IT SEEMED somehow highly appropriate that the Goodwood Festival of Speed should fall in the week of the Brexit vote. There is nothing more quintessentially British than the magnificent Goodwood House. It’s home to Napoleon Bonaparte’s campaign chair, a spoil of victory from the Battle of Waterloo. Lord March himself is always magnificently tailored and proudly hangs a portrait of himself wearing yellow trousers.
It’s part of why the Festival is ever more popular and why, far from being insular, it’s now an event of international significance, sponsored this year by the Germans (BMW) and headlined by American stars such as Ken Block, Keanu Reeves and even ZZ Top. It’s a giant garden party with some amazing toys and 150,000 paying guests.

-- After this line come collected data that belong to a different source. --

//! Conversation history display component

use crate::events::ChatRole;
use crate::session::{Message, MessageId};
use ratatui::{
    buffer::Buffer,
    layout::Rect,
    style::{Color, Modifier, Style},
    text::{Line, Span},
    widgets::{Block, Borders, Widget},
};

/// Read-only view over the session's messages
pub struct HistoryView<'a> {
    pub messages: &'a [Message],
    pub copied: Option<&'a MessageId>,
    pub selected: Option<usize>,
    /// `Some(frame)` while a reply is outstanding
    pub thinking_frame: Option<u8>,
}

impl Widget for HistoryView<'_> {
    fn render(self, area: Rect, buf: &mut Buffer) {
        let block = Block::default()
            .borders(Borders::ALL)
            .title("💬 Conversation");

        let inner_area = block.inner(area);
        block.render(area, buf);

        if self.messages.is_empty() && self.thinking_frame.is_none() {
            let welcome_lines = vec![
                Line::from(vec![Span::styled("Welcome to Sidechat", Style::default().fg(Color::Green))]),
                Line::from(vec![Span::raw("")]),
                Line::from(vec![Span::styled("Type a message below and press Enter.", Style::default().fg(Color::Gray))]),
                Line::from(vec![Span::styled("Shift+Enter for a new line, /help for commands.", Style::default().fg(Color::DarkGray))]),
            ];

            for (i, line) in welcome_lines.iter().enumerate() {
                if i < inner_area.height as usize {
                    buf.set_line(inner_area.x, inner_area.y + i as u16, line, inner_area.width);
                }
            }
            return;
        }

        let mut all_lines: Vec<Line> = Vec::new();
        let mut selected_start = None;
        for (index, message) in self.messages.iter().enumerate() {
            if self.selected == Some(index) {
                selected_start = Some(all_lines.len());
            }
            all_lines.extend(self.render_message(index, message, inner_area.width));
            all_lines.push(Line::from(vec![Span::raw("")]));
        }

        if let Some(frame) = self.thinking_frame {
            all_lines.extend(render_thinking(frame));
        }

        // Stick to the bottom unless that would hide the selected message
        let height = inner_area.height as usize;
        let mut start = all_lines.len().saturating_sub(height);
        if let Some(selected_start) = selected_start {
            start = start.min(selected_start);
        }

        for (i, line) in all_lines.iter().skip(start).take(height).enumerate() {
            buf.set_line(inner_area.x, inner_area.y + i as u16, line, inner_area.width);
        }
    }
}

impl HistoryView<'_> {
    /// Render a single message into lines
    fn render_message(&self, index: usize, message: &Message, width: u16) -> Vec<Line<'static>> {
        let mut lines = Vec::new();

        let is_selected = self.selected == Some(index);
        let header_style = if is_selected {
            Style::default().fg(Color::Black).bg(Color::Cyan).add_modifier(Modifier::BOLD)
        } else {
            Style::default().fg(Color::DarkGray)
        };

        let timestamp = message.created_at().format("%H:%M:%S").to_string();
        let header = format!(
            "{} #{} {} {} {}",
            message.role().icon(),
            index + 1,
            message.role().display_name(),
            timestamp,
            "─".repeat(12)
        );

        let mut header_spans = vec![Span::styled(header, header_style)];
        if self.copied == Some(message.id()) {
            header_spans.push(Span::styled(
                " ✓ copied",
                Style::default().fg(Color::Green).add_modifier(Modifier::BOLD),
            ));
        }
        lines.push(Line::from(header_spans));

        let style = content_style(message);
        for content_line in wrap_text(message.content(), width.saturating_sub(2) as usize) {
            lines.push(Line::from(vec![
                Span::raw("  "),
                Span::styled(content_line, style),
            ]));
        }

        lines
    }
}

/// Get content style based on role; failures are shown in red
fn content_style(message: &Message) -> Style {
    match message.role() {
        ChatRole::User => Style::default().fg(Color::Blue),
        ChatRole::Assistant if message.content().starts_with("Error: ") => {
            Style::default().fg(Color::Red)
        }
        ChatRole::Assistant => Style::default().fg(Color::Green),
    }
}

/// Placeholder bubble with an animated ellipsis
fn render_thinking(frame: u8) -> Vec<Line<'static>> {
    let dots = ".".repeat((frame as usize % 3) + 1);
    vec![
        Line::from(vec![Span::styled(
            format!("{} {}", ChatRole::Assistant.icon(), ChatRole::Assistant.display_name()),
            Style::default().fg(Color::DarkGray),
        )]),
        Line::from(vec![
            Span::raw("  "),
            Span::styled(
                format!("Thinking{}", dots),
                Style::default().fg(Color::DarkGray).add_modifier(Modifier::ITALIC),
            ),
        ]),
    ]
}

/// Wrap text to fit within the given width, keeping explicit line breaks
pub fn wrap_text(text: &str, width: usize) -> Vec<String> {
    if width == 0 {
        return vec![text.to_string()];
    }

    let mut lines = Vec::new();

    for paragraph in text.split('\n') {
        let mut current_line = String::new();
        let mut current_len = 0;

        for word in paragraph.split_whitespace() {
            let word_len = word.chars().count();
            if current_len > 0 && current_len + word_len + 1 > width {
                lines.push(std::mem::take(&mut current_line));
                current_len = 0;
            }

            // Hard-split words longer than a whole line
            let mut rest: Vec<char> = word.chars().collect();
            while rest.len() > width {
                if current_len > 0 {
                    lines.push(std::mem::take(&mut current_line));
                    current_len = 0;
                }
                let tail = rest.split_off(width);
                lines.push(rest.into_iter().collect());
                rest = tail;
            }

            if current_len > 0 {
                current_line.push(' ');
                current_len += 1;
            }
            current_len += rest.len();
            current_line.extend(rest);
        }

        lines.push(current_line);
    }

    lines
}

#[cfg(test)]
mod tests {
    use super::*;

    #[test]
    fn wraps_on_word_boundaries() {
        assert_eq!(
            wrap_text("the quick brown fox", 10),
            vec!["the quick".to_string(), "brown fox".to_string()]
        );
    }

    #[test]
    fn keeps_explicit_newlines_and_blank_lines() {
        assert_eq!(
            wrap_text("one\n\ntwo", 20),
            vec!["one".to_string(), String::new(), "two".to_string()]
        );
    }

    #[test]
    fn splits_overlong_words() {
        assert_eq!(
            wrap_text("abcdefghij", 4),
            vec!["abcd".to_string(), "efgh".to_string(), "ij".to_string()]
        );
    }

    #[test]
    fn counts_chars_not_bytes() {
        assert_eq!(wrap_text("héé héé", 7), vec!["héé héé".to_string()]);
    }

    #[test]
    fn zero_width_passes_through() {
        assert_eq!(wrap_text("anything", 0), vec!["anything".to_string()]);
    }
}
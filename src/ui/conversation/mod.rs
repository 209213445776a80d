//! Conversation UI components for chat interface

pub mod commands;
pub mod composer;
pub mod credential;
pub mod history;
pub mod manager;

pub use commands::{get_help_text, ParsedCommand, SlashCommand};
pub use composer::{ComposerView, ConversationComposer, ConversationResult};
pub use credential::CredentialView;
pub use history::HistoryView;
pub use manager::ConversationManager;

Not much changes as the years go by – the aristocracy has never been a fan of revolution – but most showgoers wouldn’t have it any other way. There’s also just enough novelty each year to keep interest levels high. It has become the de facto British Motor Show and lots of manufacturers chose Goodwood to show off their new metal for the first time, such as the new Fiat 124 Spider and the Renault Twingo GT.
Mercedes deployed Lewis Hamilton to unveil the AMG GT R in Kermit green. Boasting 577bhp, it’ll do 0-60mph in 3.6sec when it arrives in the UK next Spring.
That’s little more than a third of what the Bugatti Chiron produces. Making its debut on the hillclimb, the Chiron has 1479bhp, an official top speed of 261mph and costs almost £2M. It’s so posh it even had its own booth, slightly aloof from the rest of the supercar paddock, and was driven up the hill by Lord March himself on Sunday.
There were also a few novelties for punters’ delectation. Aston revealed the one-off Vantage GT12 Roadster which is… how to put it…. not to all tastes. Much prettier and no less exclusive is the 458 MM Speciale, an extra speciale Speciale. And there was even a new Bristol. The Project Pinnacle is a BMW-engined roadster from a British company that just refuses to die.
Time was when the supercar runs were just a pose-fest but now they’re timed and there’s honour at stake in the top ten shoot out. This year the dodgy weather threw a curve ball and demonstrated the benefits of all-wheel drive. Topping the times was a Porsche 911 Turbo S in 57.63sec, outpacing a Nissan GT-R by more than 2sec. Coming home a hugely impressive fifth fastest was Goodwood veteran Justin Law in the Rolls-Royce Wraith Black Badge. The Roller outpaced not only Jaguar’s new F-type SVR but three McLaren’s, including a P1 GTR. Well done that man.
“For those who go every year, it might feel a bit like groundhog day, but the Festival of Speed remains a wonderful piece of escapism”
In the Race Cars for the Road category, a Caterham 620R topped the times against some much more exotic machinery. Completing the run in 61.76sec, it outpaced the BAC Mono by just 0.24sec.
While the road cars have become an increasingly important (commercially lucrative) part of the show, it’s the race and rally cars that are at the heart of Goodwood’s appeal. This year saw the first appearance of hybrid-era F1 cars as Nico Rosberg demonstrated a Mercedes, but it was arguably the Merc team’s previous incarnation that drew the biggest cheer. Jenson Button’s old Brawn emerged from retirement to be driven by Martin Brundle. F1’s Leicester City is alive and well.
Other crowd pleasers included Ken Block’s hooning Fiesta and a 20,000lb Kamaz Dakar truck that got seriously sideways at the first turn and nearly destroyed Lord March’s precious lawn. It’s always good to see the Le Mans cars so soon after the race too.
This is really why Goodwood is such a success. It appeals on so many different levels. If there’s a lull in the action you can wander around the gargantuan manufacturer stands – Honda’s life-sized version of a children’s toy was particularly impressive – or spend your money on all manner of motorsport memorabilia. If you really want a bedside lamp made from the gearbox internals of an old rally car, then you can probably find it in one of the Goodwood stalls.
There’s no denying that the Festival of Speed is highly commercial – more so than ever – but it still relies on enthusiastic amateurs to add depth and colour to proceedings and there are some great human stories to be found. Paraplegic Jason Gill and amputee Mark Allen, for example, become the first all-disabled team to take part at Goodwood. On the rally stage, they drove the Race2Recovery team’s Land Rover Freelander, fitted with hand controls (below).
This was the twenty-fourth running of the Festival of Speed and its popularity shows no sign of waning. For those who go every year, it might feel a bit like groundhog day, but it remains a wonderful piece of escapism. In these trying times, the benefits of that cannot be overestimated.